這一段話,我覺得相當重要;我的意思是,廢名的話重要,知堂的話也重要。如果道德判斷不是以美學判斷作為源泉,藝術所宣揚的道德,必然是偽道德,是“隻有我正確”的那種道德。藝術是感染人的,而不是教育人的;藝術教育人,也一定是在被感染之後。首先就抱著教育人的想法去從事藝術,做出來的東西肯定是宣傳品而非藝術。可是,最高級的藝術,它必然又真的是道德的,真的具有宣傳性,它的“記載”,是以道德作底子;藝術到底不同於一加一等於二,不可能不帶著某種傾向。更何況,如知堂先生所言,科學也是很道德的。或者說,科學也是需要道德的。

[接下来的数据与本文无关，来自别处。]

#[tokio::test]
async fn test_camera_stream_restart_and_teardown() {
    let connector = MockConnector::new().with_printer("10.1.0.1", MockPrinter::legacy("SN-CAM"));
    let h = harness(connector, 19218, 19221);

    let no_camera = connect_legacy(&h, "10.1.0.1").await;
    let response = h.service.start_camera_stream(Some(no_camera));
    assert_eq!(response.error_kind(), Some("Unsupported"));
    h.service.remove_context(no_camera).await;

    let settings = PrinterSettings {
        custom_camera_enabled: true,
        custom_camera_url: Some("http://127.0.0.1:9/?action=stream".to_string()),
        ..PrinterSettings::default()
    };
    let id = h
        .service
        .connect(ConnectRequest {
            settings: Some(settings),
            ..ConnectRequest::to(ip_addr("10.1.0.1"))
        })
        .await
        .data
        .unwrap();

    let first = h.service.start_camera_stream(Some(id)).data.unwrap();
    let second = h.service.start_camera_stream(Some(id)).data.unwrap();
    let ports = h.service.port_allocator();
    assert_eq!(ports.allocated_count(), 1);
    assert!(ports.is_allocated(second.port));
    if first.port != second.port {
        assert!(!ports.is_allocated(first.port));
    }
    assert_eq!(
        h.service.camera_stream(Some(id)).data.map(|s| s.port),
        Some(second.port)
    );

    assert!(h.service.remove_context(id).await.success);
    assert_eq!(ports.allocated_count(), 0);
    assert_eq!(ports.allocated_count() + ports.available_count(), ports.total_ports());
    assert!(h.service.streams().active_streams().is_empty());
}

#[tokio::test]
async fn test_shutdown_releases_everything() {
    let settings = PrinterSettings {
        custom_camera_enabled: true,
        custom_camera_url: Some("http://127.0.0.1:9/".to_string()),
        ..PrinterSettings::default()
    };
    let connector = MockConnector::new()
        .with_printer("10.1.0.1", MockPrinter::legacy("SN-1"))
        .with_printer("10.1.0.2", MockPrinter::legacy("SN-2"));
    let h = harness(connector, 19222, 19225);

    let a = h
        .service
        .connect(ConnectRequest {
            settings: Some(settings),
            ..ConnectRequest::to(ip_addr("10.1.0.1"))
        })
        .await
        .data
        .unwrap();
    connect_legacy(&h, "10.1.0.2").await;
    assert!(h.service.start_camera_stream(Some(a)).success);
    assert_eq!(h.polling.registered_count(), 2);

    h.service.shutdown().await;

    assert!(h.service.list_contexts().is_empty());
    assert_eq!(h.polling.registered_count(), 0);
    assert_eq!(h.service.port_allocator().allocated_count(), 0);
    assert!(h
        .connector
        .legacy_clients
        .lock()
        .iter()
        .all(|c| c.is_disconnected()));
}
// Copyright 2025 Google LLC
//
// Licensed under the Apache License, Version 2.0 (the "License");
// you may not use this file except in compliance with the License.
// You may obtain a copy of the License at
//
//     https://www.apache.org/licenses/LICENSE-2.0
//
// Unless required by applicable law or agreed to in writing, software
// distributed under the License is distributed on an "AS IS" BASIS,
// WITHOUT WARRANTIES OR CONDITIONS OF ANY KIND, either express or implied.
// See the License for the specific language governing permissions and
// limitations under the License.

//! A small Pub/Sub client for pull subscriptions.
//!
//! This crate publishes messages, drains subscriptions (pull and acknowledge
//! everything currently queued), streams messages from a subscription, and
//! lists topics and subscriptions. It talks to the [Pub/Sub] v1 REST API,
//! typically the [emulator], through a [Backend][backend::Backend].
//! Applications may provide their own backend.
//!
//! # Example
//! ```
//! # use gcpps::client::Client;
//! # use tokio_util::sync::CancellationToken;
//! # async fn sample() -> anyhow::Result<()> {
//! let client = Client::builder().with_project("my-project").build()?;
//! client.drain("my-subscription", CancellationToken::new()).await?;
//! # Ok(()) }
//! ```
//!
//! [pub/sub]: https://cloud.google.com/pubsub
//! [emulator]: https://cloud.google.com/pubsub/docs/emulator

pub mod backend;
pub mod client;
pub mod client_builder;
pub(crate) mod drain;
pub mod error;
pub mod event;
pub mod model;
pub mod names;
pub(crate) mod subscribe;
pub mod transport;

pub use error::{DrainError, Error};

/// The result type for this crate.
pub type Result<T> = std::result::Result<T, Error>;

/// The maximum number of messages requested by each pull.
pub(crate) const MAX_MESSAGES: i32 = 100;
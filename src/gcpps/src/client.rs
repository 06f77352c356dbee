// Copyright 2025 Google LLC
//
// Licensed under the Apache License, Version 2.0 (the "License");
// you may not use this file except in compliance with the License.
// You may obtain a copy of the License at
//
//     https://www.apache.org/licenses/LICENSE-2.0
//
// Unless required by applicable law or agreed to in writing, software
// distributed under the License is distributed on an "AS IS" BASIS,
// WITHOUT WARRANTIES OR CONDITIONS OF ANY KIND, either express or implied.
// See the License for the specific language governing permissions and
// limitations under the License.

pub use crate::client_builder::ClientBuilder;
use crate::backend::Backend;
use crate::error::DrainError;
use crate::event::EventStream;
use crate::model::OutgoingMessage;
use crate::names::{project_path, subscription_path, topic_path};
use crate::{Error, Result};
use std::sync::Arc;
use tokio_util::sync::CancellationToken;

/// A client for a Pub/Sub service.
///
/// Use this client to publish messages, drain or stream messages from a
/// subscription, and list topics and subscriptions.
///
/// Topics and subscriptions may be given as short names (`my-topic`), which
/// are qualified with the client's project, or as fully qualified names
/// (`projects/my-project/topics/my-topic`).
///
/// # Configuration
///
/// To configure a `Client` use the `with_*` methods in the type returned by
/// [builder()][Client::builder]. By default the client connects to the
/// Pub/Sub emulator at [DEFAULT_HOST][crate::client_builder::DEFAULT_HOST].
///
/// # Pooling and Cloning
///
/// `Client` holds a connection pool internally, it is advised to create one
/// and then reuse it. You do not need to wrap `Client` in an
/// [Rc](std::rc::Rc) or [Arc] to reuse it, because it already uses an `Arc`
/// internally.
///
/// # Cancellation
///
/// Every operation receives a [CancellationToken]. Cancelling it makes the
/// pending backend calls fail with an error where
/// [is_cancelled()][Error::is_cancelled] is true.
#[derive(Clone, Debug)]
pub struct Client {
    project: String,
    inner: Arc<dyn Backend>,
}

impl Client {
    /// Returns a builder for [Client].
    ///
    /// # Example
    /// ```
    /// # use gcpps::client::Client;
    /// # fn sample() -> anyhow::Result<()> {
    /// let client = Client::builder().with_project("my-project").build()?;
    /// # Ok(()) }
    /// ```
    pub fn builder() -> ClientBuilder {
        ClientBuilder::new()
    }

    /// Creates a client using a custom [Backend].
    pub fn from_backend<P: Into<String>>(project: P, backend: Arc<dyn Backend>) -> Self {
        Self {
            project: project.into(),
            inner: backend,
        }
    }

    /// The project used to qualify short names.
    pub fn project(&self) -> &str {
        &self.project
    }

    /// Publishes one message to `topic`, creating the topic if needed.
    ///
    /// Returns the id assigned to the message by the service.
    ///
    /// # Example
    /// ```
    /// # use gcpps::client::Client;
    /// # use gcpps::model::OutgoingMessage;
    /// # use tokio_util::sync::CancellationToken;
    /// # async fn sample(client: &Client) -> gcpps::Result<()> {
    /// let message = OutgoingMessage::new("hello").set_content_type("text/plain");
    /// let id = client
    ///     .publish("my-topic", message, CancellationToken::new())
    ///     .await?;
    /// println!("published {id}");
    /// # Ok(()) }
    /// ```
    #[tracing::instrument(level = "debug", skip(self, message, cancel))]
    pub async fn publish(
        &self,
        topic: &str,
        message: OutgoingMessage,
        cancel: CancellationToken,
    ) -> Result<String> {
        let topic = topic_path(&self.project, topic);
        self.inner
            .create_topic_if_absent(topic.clone(), cancel.clone())
            .await?;
        let ids = self.inner.publish(topic, message, cancel).await?;
        let count = ids.len();
        match <[String; 1]>::try_from(ids) {
            Ok([id]) => Ok(id),
            Err(_) => Err(Error::unexpected_response(format!(
                "got {count} message IDs"
            ))),
        }
    }

    /// Pulls and acknowledges every message currently queued on
    /// `subscription`.
    ///
    /// The subscription must exist. Draining stops when a pull returns no
    /// messages, or once `cancel` fires. Messages pulled before the
    /// cancellation are still acknowledged.
    ///
    /// # Example
    /// ```
    /// # use gcpps::client::Client;
    /// # use tokio_util::sync::CancellationToken;
    /// # async fn sample(client: &Client) -> anyhow::Result<()> {
    /// client.drain("my-subscription", CancellationToken::new()).await?;
    /// # Ok(()) }
    /// ```
    pub async fn drain(
        &self,
        subscription: &str,
        cancel: CancellationToken,
    ) -> std::result::Result<(), DrainError> {
        let subscription = subscription_path(&self.project, subscription);
        crate::drain::drain(self.inner.clone(), subscription, cancel).await
    }

    /// Streams messages from `subscription`, creating it on `topic` if needed.
    ///
    /// Messages are acknowledged once every message in their batch was
    /// delivered to the returned stream. The stream ends after an error
    /// event. Cancel `cancel` to stop the subscription, then read the stream
    /// until it ends.
    ///
    /// # Example
    /// ```
    /// # use gcpps::client::Client;
    /// # use gcpps::event::SubscribeEvent;
    /// # use tokio_util::sync::CancellationToken;
    /// # async fn sample(client: &Client) -> gcpps::Result<()> {
    /// let cancel = CancellationToken::new();
    /// let mut events = client
    ///     .subscribe("my-topic", "my-subscription", cancel.clone())
    ///     .await?;
    /// while let Some(event) = events.next().await {
    ///     match event {
    ///         SubscribeEvent::Message(m) => println!("{}: {:?}", m.id, m.data),
    ///         SubscribeEvent::Error(e) if e.is_cancelled() => break,
    ///         SubscribeEvent::Error(e) => return Err(e),
    ///     }
    /// }
    /// # Ok(()) }
    /// ```
    pub async fn subscribe(
        &self,
        topic: &str,
        subscription: &str,
        cancel: CancellationToken,
    ) -> Result<EventStream> {
        let topic = topic_path(&self.project, topic);
        let subscription = subscription_path(&self.project, subscription);
        crate::subscribe::subscribe(self.inner.clone(), topic, subscription, cancel).await
    }

    /// Lists the names of all the topics in the client's project.
    #[tracing::instrument(level = "debug", skip(self, cancel))]
    pub async fn list_topics(&self, cancel: CancellationToken) -> Result<Vec<String>> {
        let project = project_path(&self.project);
        let mut names = Vec::new();
        let mut page_token = None;
        loop {
            let page = self
                .inner
                .list_topics(project.clone(), page_token.take(), cancel.clone())
                .await?;
            names.extend(page.items);
            match page.next_page_token {
                Some(t) => page_token = Some(t),
                None => return Ok(names),
            }
        }
    }

    /// Lists the names of all the subscriptions attached to `topic`.
    #[tracing::instrument(level = "debug", skip(self, cancel))]
    pub async fn list_subscriptions(
        &self,
        topic: &str,
        cancel: CancellationToken,
    ) -> Result<Vec<String>> {
        let topic = topic_path(&self.project, topic);
        let mut names = Vec::new();
        let mut page_token = None;
        loop {
            let page = self
                .inner
                .list_subscriptions(topic.clone(), page_token.take(), cancel.clone())
                .await?;
            names.extend(page.items);
            match page.next_page_token {
                Some(t) => page_token = Some(t),
                None => return Ok(names),
            }
        }
    }
}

再想到溫源寧(民國時期,溫源寧與徐誌摩、羅昌三人並稱北平大學女子師範學院外國文學係教授導師的“夢幻組合”)所寫《吳宓先生,一位學者與君子》,裏麵有這樣的話:“非常可惜,吳先生竟然會被白璧德式人文主義所吸引而深陷其中。事實是他所有的觀點全都浸染上了那種理論色彩。倫理學和藝術被糟糕地攪混在一起。人們常會嚐到困惑,也不知道他是在談論文學還是在談論道德。”很顯然,溫源寧將道德和藝術截然分開了,像水與火那樣分開了,事實上它們是沒法分開的,沒法分開的東西要被強行分開,溫源寧應該感到困惑,因為“糟糕”的不是吳宓,而是他自己。